In its latest monetary policy statement, MAS said global oil prices have fallen sharply, which resulted in overall import prices declining, however, the underlying cost pressures stemming from a tight labour market have remained, therefore, the pass- through to consumer prices is expected to be moderate.
MAS will therefore continue with the policy of a modest and gradual appreciation of the Singapore Dollar Nominal Effective Exchange Rate policy band. "However, the slope of the policy band will be reduced, with no change to its width and the level at which it is centred." MAS said.
"This measured adjustment to the policy stance is consistent with the more benign inflation outlook in 2015 and appropriate for ensuring medium-term price stability in the economy."
The Singapore Dollar Nominal Effective Exchange Rate has generally fluctuated over the last three months.
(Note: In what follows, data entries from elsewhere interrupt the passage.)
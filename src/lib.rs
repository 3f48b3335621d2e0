//! aks-client - Azure Kubernetes Service API client
//!
//! A thin, credential-bound wrapper around the Azure Resource Manager API for
//! managed Kubernetes clusters, VM sizes, locations and Kubernetes versions.
pub mod azure;
pub mod config;
pub mod utils;

pub use azure::{AksClient, AksCredential, AksError, AzureCloud, CreateClusterRequest};
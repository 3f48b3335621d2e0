/// Error types for the AKS client
use thiserror::Error;

use super::models::CloudErrorResponse;

#[derive(Error, Debug)]
pub enum AksError {
    #[error("clientID is missing")]
    MissingClientId,

    #[error("secret is missing")]
    MissingSecret,

    #[error("subscriptionID is missing")]
    MissingSubscriptionId,

    #[error("tenantID is missing")]
    MissingTenantId,

    #[error("Invalid cluster request: {0}")]
    InvalidRequest(String),

    #[error("HTTP transport error: {0}")]
    Http(#[from] reqwest::Error),

    #[error("Azure API error (status {status}): {code} - {message}")]
    Status {
        status: u16,
        code: String,
        message: String,
    },

    #[error("Authentication failed (status {status}): {message}")]
    Auth { status: u16, message: String },

    #[error("Failed to decode response: {0}")]
    Decode(#[from] serde_json::Error),

    #[error("Invalid URL: {0}")]
    Url(#[from] url::ParseError),

    #[error("Invalid base64 payload: {0}")]
    Base64(#[from] base64::DecodeError),

    #[error("Access profile {0} has no kubeconfig")]
    MissingKubeconfig(String),

    #[error("Kubeconfig is not valid UTF-8: {0}")]
    Utf8(#[from] std::string::FromUtf8Error),

    #[error("Refusing to follow nextLink {0}")]
    InvalidNextLink(String),

    #[error("Cluster {name} provisioning ended in state {state}")]
    Provisioning { name: String, state: String },

    #[error("Timeout after {secs} seconds: {description}")]
    Timeout { secs: u64, description: String },
}

pub type Result<T> = std::result::Result<T, AksError>;

impl AksError {
    /// Build an error from a non-success status code and the raw response body
    ///
    /// ARM reports failures as `{"error": {"code": ..., "message": ...}}`. When the
    /// body has that shape its code and message are used, otherwise the body text
    /// becomes the message.
    pub fn from_status(status: u16, body: &[u8]) -> Self {
        if let Ok(response) = serde_json::from_slice::<CloudErrorResponse>(body) {
            return AksError::Status {
                status,
                code: response.error.code,
                message: response.error.message,
            };
        }

        AksError::Status {
            status,
            code: "Unknown".to_string(),
            message: String::from_utf8_lossy(body).trim().to_string(),
        }
    }

    /// Status code carried by the error, if it came from an HTTP response
    pub fn status_code(&self) -> Option<u16> {
        match self {
            AksError::Status { status, .. } | AksError::Auth { status, .. } => Some(*status),
            AksError::Http(e) => e.status().map(|s| s.as_u16()),
            _ => None,
        }
    }

    /// Returns true if the resource does not exist
    pub fn is_not_found(&self) -> bool {
        self.status_code() == Some(404)
    }
}

#[cfg(test)]
mod tests {
    use super::*;

    #[test]
    fn test_from_status_parses_cloud_error() {
        let body = br#"{"error":{"code":"ResourceGroupNotFound","message":"Resource group 'rg' could not be found."}}"#;
        let err = AksError::from_status(404, body);

        match &err {
            AksError::Status {
                status,
                code,
                message,
            } => {
                assert_eq!(*status, 404);
                assert_eq!(code, "ResourceGroupNotFound");
                assert!(message.contains("could not be found"));
            }
            other => panic!("unexpected error: {:?}", other),
        }
        assert!(err.is_not_found());
    }

    #[test]
    fn test_from_status_falls_back_to_raw_body() {
        let err = AksError::from_status(502, b"Bad Gateway\n");
        assert_eq!(
            err.to_string(),
            "Azure API error (status 502): Unknown - Bad Gateway"
        );
        assert!(!err.is_not_found());
    }

    #[test]
    fn test_missing_credential_messages() {
        assert_eq!(AksError::MissingClientId.to_string(), "clientID is missing");
        assert_eq!(AksError::MissingSecret.to_string(), "secret is missing");
    }
}
//! Liveshare Client
//!
//! Sender-side half of live position sharing:
//! - [`LiveShare`] owns one relay connection at a time and drives connect,
//!   share, reconnect and teardown through [`ShareMachine`]
//! - [`PeerBridge`] mirrors field updates over direct peer channels
//! - [`ServerSelector`] picks the relay with the lowest measured delay
//! - [`StatusAggregator`] holds the merged room view
//!
//! # Example
//!
//! ```no_run
//! use liveshare_client::{LiveShare, ShareConfig};
//! use liveshare_core::{FieldUpdate, Position};
//!
//! # async fn example() -> Result<(), Box<dyn std::error::Error>> {
//! let share = LiveShare::new(ShareConfig::new("76561198000000000", "Aria"));
//! share.start("tok1", "wss://live1.aeternum-map.gg").await?;
//! share.update(FieldUpdate::Position(Position::new(100.0, 200.0, 0.0))).await;
//! share.stop().await;
//! # Ok(())
//! # }
//! ```

pub mod account;
pub mod bridge;
pub mod builder;
pub mod channel;
pub mod config;
pub mod connection;
pub mod error;
pub mod manager;
pub mod notify;
pub mod selector;
pub mod state;
pub mod status;

pub use account::{AccountStore, LiveShareAccount, RegionLookup};
pub use bridge::{BrokerDialer, PeerBridge, PeerDialer};
pub use builder::LiveShareBuilder;
pub use channel::{Channel, ChannelKind, PeerLink};
pub use config::{ReconnectPolicy, ShareConfig};
pub use connection::{RelayConnection, RelayEvent};
pub use error::{ClientError, Result};
pub use manager::{LiveShare, Receiver};
pub use notify::{Notice, NoticeLevel, Notifier, TracingNotifier};
pub use selector::{default_servers, Delay, LatencyProbe, PingProbe, ServerDescriptor, ServerSelector};
pub use state::{Effect, ShareMachine, ShareState, Signal};
pub use status::StatusAggregator;
//! Relay error types

use liveshare_core::ErrorCode;
use thiserror::Error;

pub type Result<T> = std::result::Result<T, RelayError>;

#[derive(Error, Debug)]
pub enum RelayError {
    #[error("invalid frame: {0}")]
    InvalidFrame(String),

    #[error("hello required before {0}")]
    NotJoined(&'static str),

    #[error("connection already joined a room")]
    AlreadyJoined,

    #[error("connection not found: {0}")]
    ConnectionNotFound(String),

    #[error("unknown steam id: {0}")]
    UnknownSteamId(String),

    #[error("malformed field: {0}")]
    MalformedField(String),

    #[error("capacity exceeded: {0}")]
    CapacityExceeded(String),

    #[error("transport error: {0}")]
    Transport(#[from] liveshare_transport::TransportError),

    #[error("core protocol error: {0}")]
    Core(#[from] liveshare_core::Error),
}

impl RelayError {
    /// Protocol code reported to the client in an `error` frame
    pub fn code(&self) -> ErrorCode {
        match self {
            RelayError::NotJoined(_) | RelayError::ConnectionNotFound(_) => ErrorCode::NotJoined,
            RelayError::UnknownSteamId(_) => ErrorCode::UnknownSteamId,
            RelayError::MalformedField(_) => ErrorCode::MalformedField,
            RelayError::CapacityExceeded(_) => ErrorCode::CapacityExceeded,
            RelayError::InvalidFrame(_)
            | RelayError::AlreadyJoined
            | RelayError::Transport(_)
            | RelayError::Core(_) => ErrorCode::InvalidFrame,
        }
    }
}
However, MAS said the movements have been relatively muted as the depreciation of the Singapore dollar against the U.S. dollar was partly offset by the appreciation of the Singapore dollar against the Malaysian ringgit, euro and Japanese yen.
Looking ahead, MAS said the global economy continues to grow at an uneven pace across countries, and against this backdrop, the mixed outlook for the global economy will continue to weigh on the external-oriented sectors while the domestic-oriented sectors should stay broadly resilient. Therefore, the growth forecast for the Singapore economy in 2015 remains at 2 to 4 percent.
However, the outlook for inflation has shifted significantly due to the decline in global oil prices. At the same time, the extent to which businesses will pass on accumulated costs to consumer prices could be somewhat constrained in the near term by the moderate economic growth environment. Car prices and imputed rentals will also further dampen overall inflationary pressures.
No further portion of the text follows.